Task to complete: Go through the data below and copy each line where the word "MarketNotFinalized" occurs.

■ ■ ■ ■ ■ ■ ■

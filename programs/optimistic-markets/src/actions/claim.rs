use anchor_lang::prelude::*;

use super::{require_phase, GateContext};
use crate::errors::OracleMarketsError;
use crate::phase::Phase;
use crate::state::{Market, Outcome};

fn finalized_market<'a>(ctx: &GateContext<'a>) -> Result<&'a Market> {
    require_phase(ctx, Phase::Finalized)?;
    let market = ctx.market.ok_or(OracleMarketsError::MarketNotFinalized)?;
    require!(market.outcome.is_final(), OracleMarketsError::MarketNotFinalized);
    Ok(market)
}

/// INVALID markets refund every holder in full.
pub fn refund_available(ctx: &GateContext) -> Result<()> {
    let market = finalized_market(ctx)?;
    require!(market.outcome == Outcome::Invalid, OracleMarketsError::WrongPhase);
    require!(!ctx.account.shares.is_empty(), OracleMarketsError::NoShares);
    Ok(())
}

pub fn winnings_available(ctx: &GateContext) -> Result<()> {
    let market = finalized_market(ctx)?;
    let winner = market
        .outcome
        .winning_option()
        .ok_or(OracleMarketsError::WrongPhase)?;
    require!(
        ctx.account.shares.shares(winner) > 0,
        OracleMarketsError::NoWinningShares
    );
    Ok(())
}

/// Market proposer's stake and fees, or acceptance of the slash on INVALID.
///
/// Independent of any share claim the same account may also hold.
pub fn proposer_available(ctx: &GateContext) -> Result<()> {
    finalized_market(ctx)?;
    require!(ctx.roles.market_proposer, OracleMarketsError::RoleMismatch);
    require!(
        !ctx.account.flags.proposer_claimed,
        OracleMarketsError::AlreadyClaimed
    );
    Ok(())
}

■ ■ ■ ■ ■ ■ ■

Answer for the task:
    let market = ctx.market.ok_or(OracleMarketsError::MarketNotFinalized)?;
    require!(market.outcome.is_final(), OracleMarketsError::MarketNotFinalized);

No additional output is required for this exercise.